**** Provided records ****

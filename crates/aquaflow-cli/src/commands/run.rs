//! Foreground reminder loop.
//!
//! Reads single-word commands from stdin and prints events as they happen.
//! The loop ends on `quit`, end of input or Ctrl-C, after pending writes are
//! flushed.

use std::future::Future;
use std::time::Duration;

use aquaflow_core::{Command, Config, Event, MAX_GLASSES};
use clap::Args;
use tokio::io::{AsyncBufRead, AsyncBufReadExt, BufReader};
use tokio::sync::mpsc;
use tracing::{debug, warn};

use super::{build_service, save_permission, CliResult};

const HELP: &str = "commands: add | reset | toggle | yes | no | status | help | quit";

#[derive(Args)]
pub struct RunArgs {
    /// Print events as JSON lines
    #[arg(long)]
    json: bool,
}

fn parse_command(line: &str) -> Option<Command> {
    match line.trim().to_ascii_lowercase().as_str() {
        "a" | "add" | "+" => Some(Command::AddGlass),
        "r" | "reset" => Some(Command::ResetCount),
        "t" | "toggle" => Some(Command::ToggleReminders),
        "on" => Some(Command::SetReminders(true)),
        "off" => Some(Command::SetReminders(false)),
        "y" | "yes" => Some(Command::ConfirmCheckIn),
        "n" | "no" => Some(Command::DismissCheckIn),
        "s" | "status" => Some(Command::Snapshot),
        _ => None,
    }
}

fn describe(event: &Event) -> String {
    match event {
        Event::GlassLogged { glass_count, .. } => format!("glass {glass_count}/{MAX_GLASSES}"),
        Event::CountReset { .. } => "count reset".to_string(),
        Event::RemindersToggled { is_active, .. } => {
            format!("reminders {}", if *is_active { "on" } else { "off" })
        }
        Event::ReminderFired { hour, .. } => {
            format!("{hour:02}:00 time to drink water! did you drink? [yes/no]")
        }
        Event::CheckInConfirmed { glass_count, .. } => {
            format!("nice, glass {glass_count}/{MAX_GLASSES}")
        }
        Event::CheckInDismissed { .. } => "check-in dismissed".to_string(),
        Event::DayRolledOver { to, .. } => format!("new day {to}"),
        Event::RemoteStateAdopted { glass_count, .. } => {
            format!("synced from remote: glass {glass_count}/{MAX_GLASSES}")
        }
        Event::SyncStatusChanged {
            connectivity,
            last_error,
        } => match last_error {
            Some(err) => format!("sync {}: {err}", connectivity.as_str()),
            None => format!("sync {}", connectivity.as_str()),
        },
        Event::NotificationPermissionChanged { permission } => {
            format!("notifications {}", permission.as_str())
        }
        Event::StateSnapshot {
            glass_count,
            clock,
            countdown,
            connectivity,
            ..
        } => format!(
            "glass {glass_count}/{MAX_GLASSES} | {} | next {countdown} | {}",
            clock.as_str(),
            connectivity.as_str()
        ),
    }
}

/// Forward stdin commands until `quit`, end of input or `shutdown`.
///
/// Returning drops `commands`, which lets the service drain and flush.
async fn forward_commands<I, S>(input: I, shutdown: S, commands: mpsc::Sender<Command>)
where
    I: AsyncBufRead + Unpin,
    S: Future<Output = ()>,
{
    let mut lines = input.lines();
    tokio::pin!(shutdown);
    loop {
        let line = tokio::select! {
            _ = &mut shutdown => {
                debug!("interrupted, flushing before exit");
                break;
            }
            line = lines.next_line() => match line {
                Ok(Some(line)) => line,
                Ok(None) => break,
                Err(e) => {
                    warn!(error = %e, "failed to read stdin");
                    break;
                }
            },
        };
        let word = line.trim();
        if word.is_empty() {
            continue;
        }
        if matches!(word, "q" | "quit" | "exit") {
            break;
        }
        match parse_command(word) {
            Some(command) => {
                if commands.send(command).await.is_err() {
                    break;
                }
            }
            None => eprintln!("{HELP}"),
        }
    }
}

async fn interrupted() {
    if let Err(e) = tokio::signal::ctrl_c().await {
        warn!(error = %e, "failed to listen for ctrl-c");
        std::future::pending::<()>().await;
    }
}

pub fn run(args: RunArgs) -> CliResult {
    let config = Config::load()?;
    let service = build_service(&config)?;
    let json = args.json;

    let runtime = super::runtime()?;
    runtime.block_on(async move {
        let (cmd_tx, cmd_rx) = mpsc::channel::<Command>(32);
        let (event_tx, mut event_rx) = mpsc::unbounded_channel::<Event>();

        if !json {
            println!("{HELP}");
        }

        let printer = tokio::spawn(async move {
            while let Some(event) = event_rx.recv().await {
                if let Event::NotificationPermissionChanged { permission } = &event {
                    if let Err(e) = save_permission(*permission) {
                        warn!(error = %e, "failed to remember notification permission");
                    }
                }
                if json {
                    match serde_json::to_string(&event) {
                        Ok(line) => println!("{line}"),
                        Err(e) => warn!(error = %e, "failed to encode event"),
                    }
                } else {
                    println!("{}", describe(&event));
                }
            }
        });

        let reader = tokio::spawn(forward_commands(
            BufReader::new(tokio::io::stdin()),
            interrupted(),
            cmd_tx,
        ));

        service.run(cmd_rx, event_tx).await;
        reader.abort();
        let _ = printer.await;
    });
    // A stdin read may still be parked on the blocking pool.
    runtime.shutdown_timeout(Duration::from_millis(100));
    Ok(())
}
mod config;
pub mod database;

pub use config::{Config, NotificationsConfig, ReminderConfig, ServerConfig, SyncConfig};
pub use database::Database;

use std::path::PathBuf;

/// Returns the data directory, creating it if needed.
///
/// `AQUAFLOW_HOME` wins when set. Otherwise `~/.config/aquaflow[-dev]/`,
/// with the `-dev` variant selected by `AQUAFLOW_ENV=dev`.
///
/// # Errors
/// Returns an error if creating the directory fails.
pub fn data_dir() -> std::io::Result<PathBuf> {
    let dir = match std::env::var_os("AQUAFLOW_HOME") {
        Some(home) if !home.is_empty() => PathBuf::from(home),
        _ => {
            let base_dir = dirs::home_dir()
                .unwrap_or_else(|| PathBuf::from("."))
                .join(".config");
            let env = std::env::var("AQUAFLOW_ENV").unwrap_or_else(|_| "production".to_string());
            if env == "dev" {
                base_dir.join("aquaflow-dev")
            } else {
                base_dir.join("aquaflow")
            }
        }
    };

    std::fs::create_dir_all(&dir)?;
    Ok(dir)
}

****

Task requirements:
Could you set down, exactly as written, the lines above between the one holding "let printer = tokio::spawn(async" and the one holding "if let Err(e) = save_permission(*permission)", inclusive, and nothing more?

Problem solution:
        let printer = tokio::spawn(async move {
            while let Some(event) = event_rx.recv().await {
                if let Event::NotificationPermissionChanged { permission } = &event {
                    if let Err(e) = save_permission(*permission) {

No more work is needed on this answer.